Cristiano Pereira Figueiredo (born 29 November 1990), known simply as Cristiano, is a Portuguese professional footballer who plays as a goalkeeper for Liga 3 club Paços de Ferreira.

He played 80 Primeira Liga games for Braga, Académica, Belenenses and Vitória de Setúbal, while also representing three teams in Romania and having brief spells in Spain, Greece, Bulgaria and Slovakia.

==Club career==
Born in Munich, Germany to Portuguese parents, Cristiano started playing youth football with Académico de Viseu FC, finishing his development with S.C. Braga. He spent his first two years as a senior as the latter's third choice, also being loaned to F.C. Vizela who acted as the farm team.

Cristiano was signed by Valencia CF from Spain on 24 July 2011, being assigned to the B side in the Segunda División B. He appeared in just five games during his only season.

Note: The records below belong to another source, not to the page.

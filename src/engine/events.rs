//! Event watcher announcing fills and newly placed orders

use std::sync::atomic::{AtomicBool, Ordering};
use std::sync::Arc;
use std::time::Instant;

use tracing::{debug, info, instrument, warn};

use crate::common::errors::Result;
use crate::common::traits::{EventJournal, OrderSource};
use crate::common::types::{DeliveryOutcome, EventSummary, NotificationPayload, Order, OrderFill};
use crate::notify::dispatcher::NotificationDispatcher;
use crate::notify::render;

/// Announces executed fills and newly placed orders
///
/// Runs alongside the evaluation cycle on the same poll cadence. Each sweep
/// diffs the source's recent activity against the journal: anything unseen
/// is marked first and then announced, so a hash is announced at most once
/// even across restarts. A failed fetch skips that half of the sweep and
/// the other half still runs. Cancellation is cooperative, observed between
/// entries; an in-flight dispatch always runs to completion.
pub struct EventWatcher {
    /// Where fills and open orders come from
    source: Arc<dyn OrderSource>,
    /// Hashes already announced
    journal: Arc<dyn EventJournal>,
    /// Sends payloads with retry
    dispatcher: NotificationDispatcher,
    /// Cancellation flag, checked at entry boundaries
    cancel: Arc<AtomicBool>,
}

impl EventWatcher {
    pub fn new(
        source: Arc<dyn OrderSource>,
        journal: Arc<dyn EventJournal>,
        dispatcher: NotificationDispatcher,
    ) -> Self {
        Self {
            source,
            journal,
            dispatcher,
            cancel: Arc::new(AtomicBool::new(false)),
        }
    }

    /// Shared cancellation flag; flip it to stop the sweep at the next
    /// entry boundary
    pub fn cancel_flag(&self) -> Arc<AtomicBool> {
        self.cancel.clone()
    }

    /// Request cancellation of the current sweep
    pub fn request_cancel(&self) {
        self.cancel.store(true, Ordering::SeqCst);
    }

    fn is_cancelled(&self) -> bool {
        self.cancel.load(Ordering::SeqCst)
    }

    /// Baseline the journal unless a prior startup already completed one
    ///
    /// The journal's baseline marker is checked first, so a startup that
    /// was interrupted mid-baseline retries here instead of treating its
    /// half-marked journal as history and announcing the rest of the
    /// backlog.
    #[instrument(skip(self))]
    pub async fn ensure_baselined(&self) -> Result<()> {
        if self.journal.is_baselined().await? {
            debug!("journal already baselined");
            return Ok(());
        }
        self.baseline().await
    }

    /// Mark the source's current activity as seen without announcing it
    ///
    /// Run once at startup so the first sweep only announces activity that
    /// happened after the process came up, not the existing backlog. Both
    /// feeds are fetched before anything is marked, so a failed fetch
    /// leaves the journal untouched; the baseline marker is set last, once
    /// the whole backlog is marked.
    #[instrument(skip(self))]
    pub async fn baseline(&self) -> Result<()> {
        let fills = self.source.fetch_recent_fills().await?;
        let orders = self.source.fetch_open_orders().await?;

        for fill in &fills {
            self.journal.mark_fill(&fill.tx_hash).await?;
        }
        for order in &orders {
            self.journal.mark_order(&order.id).await?;
        }
        self.journal.mark_baselined().await?;

        info!(
            fills = fills.len(),
            orders = orders.len(),
            "baselined existing activity"
        );
        Ok(())
    }

    /// Run one activity sweep and return its summary
    #[instrument(skip(self))]
    pub async fn run_cycle(&self) -> EventSummary {
        let started = Instant::now();
        let mut summary = EventSummary::default();

        match self.source.fetch_recent_fills().await {
            Ok(fills) => {
                debug!(fills = fills.len(), "fetched recent fills");
                self.announce_fills(&fills, &mut summary).await;
            }
            Err(e) => warn!("fill feed unavailable, skipping fills this sweep: {}", e),
        }

        if self.is_cancelled() {
            warn!("cancellation requested, skipping placement sweep");
            return summary;
        }

        match self.source.fetch_open_orders().await {
            Ok(orders) => {
                debug!(orders = orders.len(), "fetched open orders");
                self.announce_placements(&orders, &mut summary).await;
            }
            Err(e) => warn!(
                "order source unavailable, skipping placements this sweep: {}",
                e
            ),
        }

        info!(
            fills_sent = summary.fills_sent,
            placements_sent = summary.placements_sent,
            failed = summary.failed,
            elapsed_ms = started.elapsed().as_millis() as u64,
            "event sweep complete"
        );
        summary
    }

    async fn announce_fills(&self, fills: &[OrderFill], summary: &mut EventSummary) {
        for fill in fills {
            if self.is_cancelled() {
                warn!("cancellation requested, skipping remaining fills");
                break;
            }

            match self.journal.has_seen_fill(&fill.tx_hash).await {
                Ok(true) => continue,
                Ok(false) => {}
                Err(e) => {
                    // An unreadable journal must not cause a repeat
                    // announcement, so the entry is skipped
                    warn!(tx_hash = %fill.tx_hash, "journal read failed, skipping fill: {}", e);
                    continue;
                }
            }

            // Marked before the send; a crash between the two loses this
            // one message instead of repeating it on every restart
            if let Err(e) = self.journal.mark_fill(&fill.tx_hash).await {
                warn!(tx_hash = %fill.tx_hash, "journal write failed, skipping fill: {}", e);
                continue;
            }

            info!(tx_hash = %fill.tx_hash, side = %fill.side, "announcing fill");
            let payload = NotificationPayload {
                order_id: fill.tx_hash.clone(),
                classification: "order-filled".to_string(),
                text: render::render_fill(fill),
            };

            let record = self.dispatcher.dispatch(&payload).await;
            match record.outcome {
                DeliveryOutcome::Delivered => summary.fills_sent += 1,
                DeliveryOutcome::Failed => summary.failed += 1,
            }
        }
    }

    async fn announce_placements(&self, orders: &[Order], summary: &mut EventSummary) {
        for order in orders {
            if self.is_cancelled() {
                warn!("cancellation requested, skipping remaining placements");
                break;
            }

            match self.journal.has_seen_order(&order.id).await {
                Ok(true) => continue,
                Ok(false) => {}
                Err(e) => {
                    warn!(order_id = %order.id, "journal read failed, skipping placement: {}", e);
                    continue;
                }
            }

            if let Err(e) = self.journal.mark_order(&order.id).await {
                warn!(order_id = %order.id, "journal write failed, skipping placement: {}", e);
                continue;
            }

            info!(order_id = %order.id, side = %order.side, "announcing new order");
            let payload = NotificationPayload {
                order_id: order.id.clone(),
                classification: "order-placed".to_string(),
                text: render::render_placed(order),
            };

            let record = self.dispatcher.dispatch(&payload).await;
            match record.outcome {
                DeliveryOutcome::Delivered => summary.placements_sent += 1,
                DeliveryOutcome::Failed => summary.failed += 1,
            }
        }
    }
}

In summer 2012, Cristiano returned to Portugal and Braga, being again third string with the main squad and competing with the re-created reserves in the Segunda Liga. He made his debut as a professional on 11 August, playing the full 90 minutes in a 2–2 away draw against S.L. Benfica B.

For the 2014–15 campaign, Cristiano went on loan to Académica de Coimbra of the Primeira Liga. He appeared in 28 games in all competitions, helping his team narrowly avoid relegation.

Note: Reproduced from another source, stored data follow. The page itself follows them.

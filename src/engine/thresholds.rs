//! Threshold table mapping scores to classification labels

use rust_decimal::Decimal;
use serde::{Deserialize, Serialize};

use crate::common::errors::{NotifierError, Result};

/// One classification band of the threshold table
///
/// Bands are closed-open intervals `[low, high)`; the final band also
/// includes its upper bound so the top of the score range classifies.
#[derive(Debug, Clone, PartialEq, Serialize, Deserialize)]
pub struct ThresholdBand {
    /// Inclusive lower bound
    pub low: Decimal,
    /// Exclusive upper bound (inclusive for the final band)
    pub high: Decimal,
    /// Classification label, unique within the table
    pub label: String,
    /// Whether predictions in this band are candidates for dispatch
    pub notify: bool,
}

impl ThresholdBand {
    pub fn new(low: Decimal, high: Decimal, label: impl Into<String>, notify: bool) -> Self {
        Self {
            low,
            high,
            label: label.into(),
            notify,
        }
    }
}

/// Ordered, contiguous table of classification bands
///
/// Validated once at construction: bands must be non-empty, sorted
/// ascending, non-overlapping with no gaps, each with `low < high` and a
/// label unique within the table.
#[derive(Debug, Clone, PartialEq)]
pub struct ThresholdTable {
    bands: Vec<ThresholdBand>,
}

impl ThresholdTable {
    /// Build a validated table from bands
    pub fn new(bands: Vec<ThresholdBand>) -> Result<Self> {
        if bands.is_empty() {
            return Err(NotifierError::Configuration(
                "threshold table must contain at least one band".to_string(),
            ));
        }

        for band in &bands {
            if band.low >= band.high {
                return Err(NotifierError::Configuration(format!(
                    "threshold band '{}' has low {} >= high {}",
                    band.label, band.low, band.high
                )));
            }
        }

        for pair in bands.windows(2) {
            if pair[1].low != pair[0].high {
                return Err(NotifierError::Configuration(format!(
                    "threshold bands '{}' and '{}' are not contiguous: {} != {}",
                    pair[0].label, pair[1].label, pair[0].high, pair[1].low
                )));
            }
        }

        for (i, band) in bands.iter().enumerate() {
            if bands[..i].iter().any(|other| other.label == band.label) {
                return Err(NotifierError::Configuration(format!(
                    "duplicate threshold label '{}'",
                    band.label
                )));
            }
        }

        Ok(Self { bands })
    }

    /// The score domain covered by the table: `[low of first, high of last]`
    pub fn domain(&self) -> (Decimal, Decimal) {
        // new() guarantees at least one band
        (
            self.bands.first().map(|b| b.low).unwrap_or_default(),
            self.bands.last().map(|b| b.high).unwrap_or_default(),
        )
    }

    /// Classify a score into its band
    ///
    /// A score exactly on a band boundary classifies into the higher band
    /// (lower bounds are inclusive). The table's upper domain bound
    /// classifies into the final band. Returns `None` for scores outside
    /// the domain.
    pub fn classify(&self, score: Decimal) -> Option<&ThresholdBand> {
        let last = self.bands.len() - 1;
        self.bands.iter().enumerate().find_map(|(i, band)| {
            let in_band = if i == last {
                score >= band.low && score <= band.high
            } else {
                score >= band.low && score < band.high
            };
            in_band.then_some(band)
        })
    }

    /// The bands in ascending order
    pub fn bands(&self) -> &[ThresholdBand] {
        &self.bands
    }
}

#[cfg(test)]
mod tests {
    use super::*;
    use rust_decimal_macros::dec;

    fn two_band_table() -> ThresholdTable {
        ThresholdTable::new(vec![
            ThresholdBand::new(dec!(0.0), dec!(0.5), "normal", false),
            ThresholdBand::new(dec!(0.5), dec!(1.0), "critical", true),
        ])
        .unwrap()
    }

    fn three_band_table() -> ThresholdTable {
        ThresholdTable::new(vec![
            ThresholdBand::new(dec!(0.0), dec!(0.5), "normal", false),
            ThresholdBand::new(dec!(0.5), dec!(0.9), "at-risk", true),
            ThresholdBand::new(dec!(0.9), dec!(1.0), "critical", true),
        ])
        .unwrap()
    }

    #[test]
    fn test_boundary_score_classifies_into_higher_band() {
        let table = two_band_table();
        assert_eq!(table.classify(dec!(0.5)).unwrap().label, "critical");
    }

    #[test]
    fn test_top_of_domain_classifies_into_final_band() {
        let table = two_band_table();
        assert_eq!(table.classify(dec!(1.0)).unwrap().label, "critical");
    }

    #[test]
    fn test_interior_scores() {
        let table = three_band_table();
        assert_eq!(table.classify(dec!(0.1)).unwrap().label, "normal");
        assert_eq!(table.classify(dec!(0.6)).unwrap().label, "at-risk");
        assert_eq!(table.classify(dec!(0.95)).unwrap().label, "critical");
        assert_eq!(table.classify(dec!(0.9)).unwrap().label, "critical");
        assert_eq!(table.classify(dec!(0.0)).unwrap().label, "normal");
    }

    #[test]
    fn test_out_of_domain_scores_do_not_classify() {
        let table = two_band_table();
        assert!(table.classify(dec!(-0.01)).is_none());
        assert!(table.classify(dec!(1.01)).is_none());
    }

    #[test]
    fn test_domain() {
        assert_eq!(three_band_table().domain(), (dec!(0.0), dec!(1.0)));
    }

    #[test]
    fn test_empty_table_rejected() {
        assert!(ThresholdTable::new(vec![]).is_err());
    }

    #[test]
    fn test_inverted_band_rejected() {
        let result = ThresholdTable::new(vec![ThresholdBand::new(
            dec!(0.5),
            dec!(0.2),
            "bad",
            true,
        )]);
        assert!(result.is_err());
    }

    #[test]
    fn test_gap_rejected() {
        let result = ThresholdTable::new(vec![
            ThresholdBand::new(dec!(0.0), dec!(0.4), "normal", false),
            ThresholdBand::new(dec!(0.5), dec!(1.0), "critical", true),
        ]);
        assert!(result.is_err());
    }

    #[test]
    fn test_overlap_rejected() {
        let result = ThresholdTable::new(vec![
            ThresholdBand::new(dec!(0.0), dec!(0.6), "normal", false),
            ThresholdBand::new(dec!(0.5), dec!(1.0), "critical", true),
        ]);
        assert!(result.is_err());
    }

    #[test]
    fn test_unsorted_bands_rejected() {
        let result = ThresholdTable::new(vec![
            ThresholdBand::new(dec!(0.5), dec!(1.0), "critical", true),
            ThresholdBand::new(dec!(0.0), dec!(0.5), "normal", false),
        ]);
        assert!(result.is_err());
    }

    #[test]
    fn test_duplicate_label_rejected() {
        let result = ThresholdTable::new(vec![
            ThresholdBand::new(dec!(0.0), dec!(0.5), "normal", false),
            ThresholdBand::new(dec!(0.5), dec!(1.0), "normal", true),
        ]);
        assert!(result.is_err());
    }
}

On 5 January 2016, having been deemed surplus to requirements by manager Paulo Fonseca as several other Portuguese players, Cristiano signed a two-and-a-half-year contract with Greek club Panetolikos FC. He returned to his country one year later, going on to represent C.F. Os Belenenses and Vitória de Setúbal in the top tier.

Cristiano joined FC Hermannstadt on 4 July 2019. Two years later, he agreed to a three-year deal at CFR Cluj also from the Romanian Liga I. However, in January 2022 the free agent signed with FC Dinamo București still in that country and league.

In January 2023, Cristiano moved to FC Spartak Varna of the First Professional Football League (Bulgaria). Twelve months later, he joined FC Košice of the Slovak First Football League on a one-and-a-half-year contract.

Cristiano returned to Portugal on 20 August 2024 after five years abroad, joining second-tier F.C. Felgueiras. The 35-year-old moved down to Liga 3 in July 2026, on a deal at F.C. Paços de Ferreira.

==International career==
Cristiano won his first cap for the Portugal under-21 side on 9 February 2011, playing the second half of a 3–1 friendly win over Sweden in Cartaxo.

==Personal life==
Cristiano's younger brother, Tobias, is also a footballer. A defender, he played youth football at Sporting CP.